Every line below that includes the word "classification" needs to be copied.

=== DATA FOR ANALYSIS ===

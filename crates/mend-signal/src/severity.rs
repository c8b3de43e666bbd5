//! Severity classification

use serde::{Deserialize, Serialize};
use std::fmt;
use std::str::FromStr;

use crate::error::SignalError;

/// Coarse urgency classification driving routing and escalation
#[derive(Debug, Clone, Copy, PartialEq, Eq, PartialOrd, Ord, Hash, Serialize, Deserialize)]
#[serde(rename_all = "UPPERCASE")]
pub enum Severity {
    /// Informational, nothing failed
    Info,
    /// Something failed but the system is not known to be down
    Warning,
    /// Page-worthy
    Critical,
}

impl Severity {
    /// Uppercase name used in templates and routing tables
    #[inline]
    #[must_use]
    pub fn as_str(&self) -> &'static str {
        match self {
            Severity::Info => "INFO",
            Severity::Warning => "WARNING",
            Severity::Critical => "CRITICAL",
        }
    }
}

impl fmt::Display for Severity {
    fn fmt(&self, f: &mut fmt::Formatter<'_>) -> fmt::Result {
        f.write_str(self.as_str())
    }
}

impl FromStr for Severity {
    type Err = SignalError;

    fn from_str(s: &str) -> Result<Self, Self::Err> {
        match s.trim().to_ascii_uppercase().as_str() {
            "INFO" => Ok(Severity::Info),
            "WARNING" | "WARN" => Ok(Severity::Warning),
            "CRITICAL" => Ok(Severity::Critical),
            other => Err(SignalError::UnknownSeverity(other.to_string())),
        }
    }
}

===

EXERCISE ANSWER:
//! Severity classification
/// Coarse urgency classification driving routing and escalation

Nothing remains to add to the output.